WHAT THIS TASK INVOLVES: Nothing belongs in the answer except the lines of the material that include "SqliteConnection".
# # # # #
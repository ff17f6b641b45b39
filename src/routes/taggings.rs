use crate::coercion::{optional_integer, optional_text};
use crate::database::DbConnection;
use crate::field_validator::validate;
use crate::models::sentence_template::SentenceTemplate;
use crate::models::tag::Tag;
use crate::models::tagging::{Tagging, TEMPLATE_TARGET};
use crate::payloads::{BulkDeleteRequest, Created, DeleteSummary};
use crate::responses::{ErrorResponse, ResponseResult, SuccessResponse};
use rocket::serde::json::Json;
use rocket::serde::Deserialize;
use validator::Validate;

#[derive(Validate, Deserialize)]
pub struct TaggingRequest {
    #[serde(default, deserialize_with = "optional_integer")]
    #[validate(required)]
    tag_id: Option<i32>,
    #[serde(default, deserialize_with = "optional_text")]
    target_type: Option<String>,
    #[serde(default, deserialize_with = "optional_integer")]
    #[validate(required)]
    target_id: Option<i32>,
}

#[get("/api/taggings?<tag_id>")]
pub fn list(tag_id: i32, mut database_connection: DbConnection) -> ResponseResult<Vec<Tagging>> {
    Ok(SuccessResponse::new(Tagging::for_tag(
        &mut database_connection,
        tag_id,
    )?))
}

#[post("/api/taggings", format = "json", data = "<tagging_request>")]
pub fn create(
    tagging_request: Json<TaggingRequest>,
    mut database_connection: DbConnection,
) -> ResponseResult<Created> {
    let tagging_data = validate(tagging_request)?;
    let (tag_id, target_id) = match (tagging_data.tag_id, tagging_data.target_id) {
        (Some(tag_id), Some(target_id)) => (tag_id, target_id),
        _ => {
            return Err(ErrorResponse::validation(vec![
                "tag_id and target_id are required".to_string(),
            ]))
        }
    };

    let target_type = tagging_data
        .target_type
        .unwrap_or_else(|| TEMPLATE_TARGET.to_string());
    if target_type != TEMPLATE_TARGET {
        return Err(ErrorResponse::validation(vec![format!(
            "unsupported target_type \"{}\"",
            target_type
        )]));
    }

    if Tag::find(&mut database_connection, tag_id)?.is_none() {
        return Err(ErrorResponse::not_found("Tag"));
    }
    if SentenceTemplate::find(&mut database_connection, target_id)?.is_none() {
        return Err(ErrorResponse::not_found("Template"));
    }

    let id = Tagging::attach(&mut database_connection, tag_id, &target_type, target_id)?;

    Ok(SuccessResponse::new(Created { id }))
}

#[post("/api/taggings/delete-bulk", format = "json", data = "<delete_request>")]
pub fn delete_bulk(
    delete_request: Json<BulkDeleteRequest>,
    mut database_connection: DbConnection,
) -> ResponseResult<DeleteSummary> {
    let delete_data = validate(delete_request)?;

    Ok(SuccessResponse::new(DeleteSummary {
        deleted: Tagging::delete_many(&mut database_connection, &delete_data.ids)?,
    }))
}
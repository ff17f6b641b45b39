use rocket::serde::{Deserialize, Serialize};

#[derive(Deserialize, Serialize, Clone, Copy, Debug, PartialEq, Eq)]
pub enum Difficulty {
    Beginner,
    Intermediate,
    Advanced,
}

impl Difficulty {
    /// Highest first; the aggregate difficulty of a sentence is the first of
    /// these any of its words carries.
    pub const BY_PRIORITY: [Difficulty; 3] = [
        Difficulty::Advanced,
        Difficulty::Intermediate,
        Difficulty::Beginner,
    ];

    pub fn as_str(&self) -> &'static str {
        match self {
            Difficulty::Beginner => "Beginner",
            Difficulty::Intermediate => "Intermediate",
            Difficulty::Advanced => "Advanced",
        }
    }
}

#[derive(Deserialize, Serialize, Clone, Copy, Debug, PartialEq, Eq)]
pub enum JlptLevel {
    N5,
    N4,
    N3,
    N2,
    N1,
}

impl JlptLevel {
    pub fn as_str(&self) -> &'static str {
        match self {
            JlptLevel::N5 => "N5",
            JlptLevel::N4 => "N4",
            JlptLevel::N3 => "N3",
            JlptLevel::N2 => "N2",
            JlptLevel::N1 => "N1",
        }
    }
}

#[derive(Deserialize, Serialize, Clone, Copy, Debug, PartialEq, Eq)]
#[serde(rename_all = "lowercase")]
pub enum PolitenessLevel {
    Plain,
    Polite,
    Honorific,
}

impl PolitenessLevel {
    pub fn as_str(&self) -> &'static str {
        match self {
            PolitenessLevel::Plain => "plain",
            PolitenessLevel::Polite => "polite",
            PolitenessLevel::Honorific => "honorific",
        }
    }
}

#[derive(Deserialize, Serialize, Clone, Copy, Debug, PartialEq, Eq, Default)]
#[serde(rename_all = "lowercase")]
pub enum DisplayField {
    Kanji,
    #[default]
    Furigana,
    Romaji,
    Meaning,
}
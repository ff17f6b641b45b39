use crate::models::tag::Tag;
use crate::schema::{tag_vocab_mapping, tags};
use diesel::prelude::*;
use diesel::result::Error;
use rocket::serde::Serialize;
use std::collections::HashMap;

#[derive(Queryable, Selectable, Identifiable, Associations, Serialize, Debug, Clone, PartialEq)]
#[diesel(belongs_to(Tag))]
#[diesel(table_name = tag_vocab_mapping)]
#[diesel(check_for_backend(diesel::sqlite::Sqlite))]
pub struct TagVocabMapping {
    pub id: i32,
    pub tag_id: i32,
    pub vocab_topic: String,
    pub vocab_subtopic: Option<String>,
}

#[derive(Insertable, Debug)]
#[diesel(table_name = tag_vocab_mapping)]
pub struct NewTagVocabMapping {
    pub tag_id: i32,
    pub vocab_topic: String,
    pub vocab_subtopic: Option<String>,
}

#[derive(Serialize, Debug)]
pub struct TagMappingEntry {
    pub mapping_id: i32,
    pub tag_id: i32,
    pub tag_name: String,
    pub parent_tag_name: Option<String>,
    pub vocab_topic: String,
    pub vocab_subtopic: Option<String>,
    pub description: Option<String>,
}

impl TagVocabMapping {
    pub fn for_tag(
        database_connection: &mut SqliteConnection,
        tag_id: i32,
    ) -> Result<Vec<TagVocabMapping>, Error> {
        tag_vocab_mapping::table
            .filter(tag_vocab_mapping::tag_id.eq(tag_id))
            .order(tag_vocab_mapping::id.asc())
            .load(database_connection)
    }

    pub fn add(
        database_connection: &mut SqliteConnection,
        new_mapping: &NewTagVocabMapping,
    ) -> Result<i32, Error> {
        diesel::insert_into(tag_vocab_mapping::table)
            .values(new_mapping)
            .returning(tag_vocab_mapping::id)
            .get_result(database_connection)
    }

    pub fn entries(database_connection: &mut SqliteConnection) -> Result<Vec<TagMappingEntry>, Error> {
        let rows: Vec<(TagVocabMapping, Tag)> = tag_vocab_mapping::table
            .inner_join(tags::table)
            .select((TagVocabMapping::as_select(), Tag::as_select()))
            .order((tags::name.asc(), tag_vocab_mapping::id.asc()))
            .load(database_connection)?;

        let parent_ids = rows
            .iter()
            .filter_map(|(_, tag)| tag.parent_tag_id)
            .collect::<Vec<i32>>();
        let parent_names: HashMap<i32, String> = tags::table
            .filter(tags::id.eq_any(parent_ids))
            .select((tags::id, tags::name))
            .load::<(i32, String)>(database_connection)?
            .into_iter()
            .collect();

        Ok(rows
            .into_iter()
            .map(|(mapping, tag)| TagMappingEntry {
                mapping_id: mapping.id,
                tag_id: tag.id,
                parent_tag_name: tag
                    .parent_tag_id
                    .and_then(|parent_id| parent_names.get(&parent_id).cloned()),
                tag_name: tag.name,
                vocab_topic: mapping.vocab_topic,
                vocab_subtopic: mapping.vocab_subtopic,
                description: tag.description,
            })
            .collect())
    }

    pub fn delete_many(database_connection: &mut SqliteConnection, ids: &[i32]) -> Result<usize, Error> {
        diesel::delete(tag_vocab_mapping::table.filter(tag_vocab_mapping::id.eq_any(ids.to_vec())))
            .execute(database_connection)
    }
}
# # # # #
RESULT FOR THIS EXERCISE:
        database_connection: &mut SqliteConnection,
        database_connection: &mut SqliteConnection,
    pub fn entries(database_connection: &mut SqliteConnection) -> Result<Vec<TagMappingEntry>, Error> {
    pub fn delete_many(database_connection: &mut SqliteConnection, ids: &[i32]) -> Result<usize, Error> {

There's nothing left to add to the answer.